▸ Task objective: From the first line of the material below to the line containing "use std::sync::RwLock;", repeat every line exactly and add nothing.

▸ Stored data:
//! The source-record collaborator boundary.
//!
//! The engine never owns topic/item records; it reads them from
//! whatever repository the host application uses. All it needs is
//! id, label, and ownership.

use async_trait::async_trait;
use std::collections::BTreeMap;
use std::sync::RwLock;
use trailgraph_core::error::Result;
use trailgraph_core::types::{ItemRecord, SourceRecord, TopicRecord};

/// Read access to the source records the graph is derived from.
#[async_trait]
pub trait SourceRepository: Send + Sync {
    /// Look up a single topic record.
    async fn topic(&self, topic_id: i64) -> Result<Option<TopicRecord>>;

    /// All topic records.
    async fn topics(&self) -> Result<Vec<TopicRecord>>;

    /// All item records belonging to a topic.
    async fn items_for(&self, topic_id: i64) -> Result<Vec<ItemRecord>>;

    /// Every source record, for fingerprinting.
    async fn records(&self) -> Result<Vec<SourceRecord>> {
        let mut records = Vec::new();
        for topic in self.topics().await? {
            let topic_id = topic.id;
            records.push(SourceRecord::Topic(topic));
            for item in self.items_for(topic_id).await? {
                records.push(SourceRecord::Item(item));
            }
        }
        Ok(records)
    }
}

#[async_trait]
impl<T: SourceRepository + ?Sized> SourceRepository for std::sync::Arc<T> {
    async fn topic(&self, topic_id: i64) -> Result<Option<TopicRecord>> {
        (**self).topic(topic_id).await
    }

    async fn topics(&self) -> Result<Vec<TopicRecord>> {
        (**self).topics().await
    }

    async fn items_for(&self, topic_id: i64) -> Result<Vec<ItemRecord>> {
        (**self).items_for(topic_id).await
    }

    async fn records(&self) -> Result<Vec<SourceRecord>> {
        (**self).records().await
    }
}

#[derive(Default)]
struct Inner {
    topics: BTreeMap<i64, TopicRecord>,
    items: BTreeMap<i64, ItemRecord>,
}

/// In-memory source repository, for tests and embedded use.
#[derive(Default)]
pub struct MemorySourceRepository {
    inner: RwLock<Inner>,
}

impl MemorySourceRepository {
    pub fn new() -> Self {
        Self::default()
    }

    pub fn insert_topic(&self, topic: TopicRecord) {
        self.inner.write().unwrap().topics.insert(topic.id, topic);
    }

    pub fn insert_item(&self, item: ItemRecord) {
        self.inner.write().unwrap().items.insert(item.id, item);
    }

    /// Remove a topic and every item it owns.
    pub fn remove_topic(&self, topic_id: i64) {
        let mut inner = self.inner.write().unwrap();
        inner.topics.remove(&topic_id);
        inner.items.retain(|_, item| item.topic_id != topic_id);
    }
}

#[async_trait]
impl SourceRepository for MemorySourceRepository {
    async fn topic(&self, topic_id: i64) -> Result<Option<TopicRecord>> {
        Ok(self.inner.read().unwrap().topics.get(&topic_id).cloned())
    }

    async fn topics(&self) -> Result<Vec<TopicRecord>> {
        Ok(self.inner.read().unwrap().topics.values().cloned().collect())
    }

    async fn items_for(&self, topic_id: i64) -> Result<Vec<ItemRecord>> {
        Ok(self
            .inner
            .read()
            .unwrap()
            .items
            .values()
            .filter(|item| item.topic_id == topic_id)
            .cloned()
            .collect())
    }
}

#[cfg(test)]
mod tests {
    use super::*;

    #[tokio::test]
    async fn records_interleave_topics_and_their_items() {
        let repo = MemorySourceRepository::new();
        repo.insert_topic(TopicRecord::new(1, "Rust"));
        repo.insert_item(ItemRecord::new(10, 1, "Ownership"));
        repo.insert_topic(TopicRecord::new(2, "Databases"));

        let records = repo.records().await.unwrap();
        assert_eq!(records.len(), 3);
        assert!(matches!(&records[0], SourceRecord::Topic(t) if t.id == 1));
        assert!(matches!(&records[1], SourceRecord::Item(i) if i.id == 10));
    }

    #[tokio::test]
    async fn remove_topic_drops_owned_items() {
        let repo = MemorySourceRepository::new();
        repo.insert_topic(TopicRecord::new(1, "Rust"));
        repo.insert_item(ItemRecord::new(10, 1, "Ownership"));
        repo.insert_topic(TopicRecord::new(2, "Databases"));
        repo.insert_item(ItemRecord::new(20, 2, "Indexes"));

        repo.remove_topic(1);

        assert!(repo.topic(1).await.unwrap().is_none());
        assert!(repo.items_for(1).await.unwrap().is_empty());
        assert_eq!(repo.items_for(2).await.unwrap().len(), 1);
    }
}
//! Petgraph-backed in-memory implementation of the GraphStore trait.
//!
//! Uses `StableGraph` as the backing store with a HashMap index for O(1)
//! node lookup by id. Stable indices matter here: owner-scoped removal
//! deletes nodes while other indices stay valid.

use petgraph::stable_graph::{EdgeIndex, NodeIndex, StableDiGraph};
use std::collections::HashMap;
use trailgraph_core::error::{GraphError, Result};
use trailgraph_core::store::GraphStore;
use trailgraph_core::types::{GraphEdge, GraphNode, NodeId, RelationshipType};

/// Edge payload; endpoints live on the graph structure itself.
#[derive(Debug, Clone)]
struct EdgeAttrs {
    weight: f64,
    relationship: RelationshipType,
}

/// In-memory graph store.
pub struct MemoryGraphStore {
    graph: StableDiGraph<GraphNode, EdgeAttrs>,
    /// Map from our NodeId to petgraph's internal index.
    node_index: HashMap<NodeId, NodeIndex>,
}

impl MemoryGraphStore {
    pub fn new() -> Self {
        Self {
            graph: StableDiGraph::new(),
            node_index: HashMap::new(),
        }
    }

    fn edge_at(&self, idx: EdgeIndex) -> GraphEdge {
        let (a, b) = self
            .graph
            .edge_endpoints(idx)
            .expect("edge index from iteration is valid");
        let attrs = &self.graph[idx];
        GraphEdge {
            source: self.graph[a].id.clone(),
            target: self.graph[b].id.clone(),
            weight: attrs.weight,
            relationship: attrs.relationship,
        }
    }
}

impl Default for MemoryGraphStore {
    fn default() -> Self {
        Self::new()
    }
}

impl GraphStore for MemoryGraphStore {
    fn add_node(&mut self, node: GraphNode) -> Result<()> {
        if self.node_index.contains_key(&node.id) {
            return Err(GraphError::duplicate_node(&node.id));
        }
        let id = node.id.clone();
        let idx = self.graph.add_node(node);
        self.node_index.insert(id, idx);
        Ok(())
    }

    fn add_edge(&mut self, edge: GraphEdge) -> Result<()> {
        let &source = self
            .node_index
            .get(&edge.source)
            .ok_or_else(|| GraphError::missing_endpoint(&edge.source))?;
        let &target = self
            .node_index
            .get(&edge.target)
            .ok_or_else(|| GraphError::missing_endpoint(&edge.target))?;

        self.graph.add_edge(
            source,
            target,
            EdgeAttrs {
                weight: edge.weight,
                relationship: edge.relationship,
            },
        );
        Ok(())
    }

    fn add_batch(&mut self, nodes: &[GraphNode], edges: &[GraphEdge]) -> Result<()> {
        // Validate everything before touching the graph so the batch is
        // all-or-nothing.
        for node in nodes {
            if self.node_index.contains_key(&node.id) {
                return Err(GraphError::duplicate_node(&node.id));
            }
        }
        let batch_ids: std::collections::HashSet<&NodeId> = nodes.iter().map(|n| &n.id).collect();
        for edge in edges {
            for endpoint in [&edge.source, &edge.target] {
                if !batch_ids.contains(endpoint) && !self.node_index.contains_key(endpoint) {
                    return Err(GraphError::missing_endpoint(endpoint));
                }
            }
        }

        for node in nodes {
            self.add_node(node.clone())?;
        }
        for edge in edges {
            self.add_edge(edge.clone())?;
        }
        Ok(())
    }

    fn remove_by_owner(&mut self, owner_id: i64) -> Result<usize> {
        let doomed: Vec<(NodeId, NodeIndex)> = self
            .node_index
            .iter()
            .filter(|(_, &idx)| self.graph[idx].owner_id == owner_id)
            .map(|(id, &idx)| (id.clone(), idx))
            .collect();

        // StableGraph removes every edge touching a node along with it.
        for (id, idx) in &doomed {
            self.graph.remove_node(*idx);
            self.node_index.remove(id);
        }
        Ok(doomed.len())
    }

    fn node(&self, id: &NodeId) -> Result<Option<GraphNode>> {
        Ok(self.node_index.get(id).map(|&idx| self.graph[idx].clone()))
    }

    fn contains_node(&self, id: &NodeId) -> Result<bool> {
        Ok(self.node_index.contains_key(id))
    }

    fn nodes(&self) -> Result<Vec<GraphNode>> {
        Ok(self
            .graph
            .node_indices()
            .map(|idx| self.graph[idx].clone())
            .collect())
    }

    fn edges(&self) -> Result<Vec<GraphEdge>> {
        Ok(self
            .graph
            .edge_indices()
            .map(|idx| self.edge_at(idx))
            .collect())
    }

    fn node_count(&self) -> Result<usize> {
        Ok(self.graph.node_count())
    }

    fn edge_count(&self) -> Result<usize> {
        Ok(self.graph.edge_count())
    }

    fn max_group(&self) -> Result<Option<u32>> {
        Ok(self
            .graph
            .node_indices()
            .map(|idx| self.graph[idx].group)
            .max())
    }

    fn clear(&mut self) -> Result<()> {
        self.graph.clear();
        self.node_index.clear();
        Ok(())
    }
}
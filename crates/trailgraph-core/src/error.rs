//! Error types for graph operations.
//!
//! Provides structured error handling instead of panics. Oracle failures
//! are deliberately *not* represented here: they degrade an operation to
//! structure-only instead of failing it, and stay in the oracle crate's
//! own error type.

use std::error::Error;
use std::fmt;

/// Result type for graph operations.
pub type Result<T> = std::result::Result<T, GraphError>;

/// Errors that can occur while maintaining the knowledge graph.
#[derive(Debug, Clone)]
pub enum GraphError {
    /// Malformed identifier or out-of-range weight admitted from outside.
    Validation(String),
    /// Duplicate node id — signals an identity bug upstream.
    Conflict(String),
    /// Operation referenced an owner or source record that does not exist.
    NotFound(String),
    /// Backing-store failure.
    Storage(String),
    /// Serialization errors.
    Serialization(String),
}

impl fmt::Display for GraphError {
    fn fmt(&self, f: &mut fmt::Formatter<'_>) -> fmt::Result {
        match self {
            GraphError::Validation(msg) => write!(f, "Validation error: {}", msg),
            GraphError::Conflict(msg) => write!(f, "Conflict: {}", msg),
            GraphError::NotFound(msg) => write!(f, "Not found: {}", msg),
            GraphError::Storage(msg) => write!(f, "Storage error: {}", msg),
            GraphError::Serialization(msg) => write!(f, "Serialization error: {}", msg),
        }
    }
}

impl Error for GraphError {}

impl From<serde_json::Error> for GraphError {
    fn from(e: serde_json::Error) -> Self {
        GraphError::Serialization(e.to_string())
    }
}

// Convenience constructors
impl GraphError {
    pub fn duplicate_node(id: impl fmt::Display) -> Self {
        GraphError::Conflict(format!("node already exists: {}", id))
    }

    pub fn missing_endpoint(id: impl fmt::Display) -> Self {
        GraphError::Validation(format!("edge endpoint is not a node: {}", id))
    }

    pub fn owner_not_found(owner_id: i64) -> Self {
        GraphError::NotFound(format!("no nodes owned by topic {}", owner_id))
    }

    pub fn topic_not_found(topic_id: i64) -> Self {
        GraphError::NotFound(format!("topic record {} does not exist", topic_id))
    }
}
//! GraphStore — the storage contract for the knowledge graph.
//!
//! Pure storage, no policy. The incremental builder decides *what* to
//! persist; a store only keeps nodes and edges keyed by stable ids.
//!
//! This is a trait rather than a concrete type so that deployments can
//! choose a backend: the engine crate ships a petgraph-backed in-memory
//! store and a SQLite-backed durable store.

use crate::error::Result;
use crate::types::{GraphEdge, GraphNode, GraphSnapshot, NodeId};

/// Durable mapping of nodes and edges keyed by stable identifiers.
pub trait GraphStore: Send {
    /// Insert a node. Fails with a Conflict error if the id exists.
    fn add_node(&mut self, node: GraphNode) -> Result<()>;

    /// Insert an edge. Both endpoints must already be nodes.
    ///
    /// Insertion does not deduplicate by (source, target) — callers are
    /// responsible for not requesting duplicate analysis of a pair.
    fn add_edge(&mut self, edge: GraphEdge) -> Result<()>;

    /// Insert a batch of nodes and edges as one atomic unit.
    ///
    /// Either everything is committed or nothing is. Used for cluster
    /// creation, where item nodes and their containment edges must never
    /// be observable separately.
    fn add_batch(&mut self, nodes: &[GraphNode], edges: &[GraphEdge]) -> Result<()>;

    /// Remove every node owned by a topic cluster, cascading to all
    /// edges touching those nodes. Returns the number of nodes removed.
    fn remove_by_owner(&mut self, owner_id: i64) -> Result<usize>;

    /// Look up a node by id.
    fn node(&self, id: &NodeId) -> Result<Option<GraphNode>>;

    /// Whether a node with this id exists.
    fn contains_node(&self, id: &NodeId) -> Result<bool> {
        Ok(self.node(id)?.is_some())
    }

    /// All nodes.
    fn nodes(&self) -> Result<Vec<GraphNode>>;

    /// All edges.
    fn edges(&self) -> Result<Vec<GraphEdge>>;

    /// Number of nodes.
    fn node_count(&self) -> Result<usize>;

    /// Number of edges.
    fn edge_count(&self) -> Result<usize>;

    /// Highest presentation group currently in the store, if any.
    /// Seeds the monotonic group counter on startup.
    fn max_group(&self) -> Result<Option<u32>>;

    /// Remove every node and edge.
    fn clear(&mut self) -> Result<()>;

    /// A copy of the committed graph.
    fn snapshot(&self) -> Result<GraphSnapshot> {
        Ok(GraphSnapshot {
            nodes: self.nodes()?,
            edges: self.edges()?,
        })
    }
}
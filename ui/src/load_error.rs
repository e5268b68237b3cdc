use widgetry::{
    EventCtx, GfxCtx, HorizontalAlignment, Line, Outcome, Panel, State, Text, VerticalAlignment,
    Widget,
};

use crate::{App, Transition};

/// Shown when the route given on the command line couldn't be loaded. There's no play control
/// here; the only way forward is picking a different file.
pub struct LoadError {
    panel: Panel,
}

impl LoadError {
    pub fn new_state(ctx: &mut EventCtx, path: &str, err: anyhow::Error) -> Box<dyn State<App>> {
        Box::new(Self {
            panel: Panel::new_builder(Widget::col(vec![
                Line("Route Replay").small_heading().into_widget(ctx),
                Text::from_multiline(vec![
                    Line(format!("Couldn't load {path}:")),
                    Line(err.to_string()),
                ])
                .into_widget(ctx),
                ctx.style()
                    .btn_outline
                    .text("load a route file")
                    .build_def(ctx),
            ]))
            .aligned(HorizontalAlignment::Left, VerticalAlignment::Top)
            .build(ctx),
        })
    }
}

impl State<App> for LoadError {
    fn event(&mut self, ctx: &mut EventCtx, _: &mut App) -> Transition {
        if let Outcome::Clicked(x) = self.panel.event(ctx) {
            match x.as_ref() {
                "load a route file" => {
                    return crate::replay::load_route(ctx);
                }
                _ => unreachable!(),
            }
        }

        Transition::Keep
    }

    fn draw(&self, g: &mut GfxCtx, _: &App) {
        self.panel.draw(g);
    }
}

▸ Answer for this exercise:
//! The source-record collaborator boundary.
//!
//! The engine never owns topic/item records; it reads them from
//! whatever repository the host application uses. All it needs is
//! id, label, and ownership.

use async_trait::async_trait;
use std::collections::BTreeMap;
use std::sync::RwLock;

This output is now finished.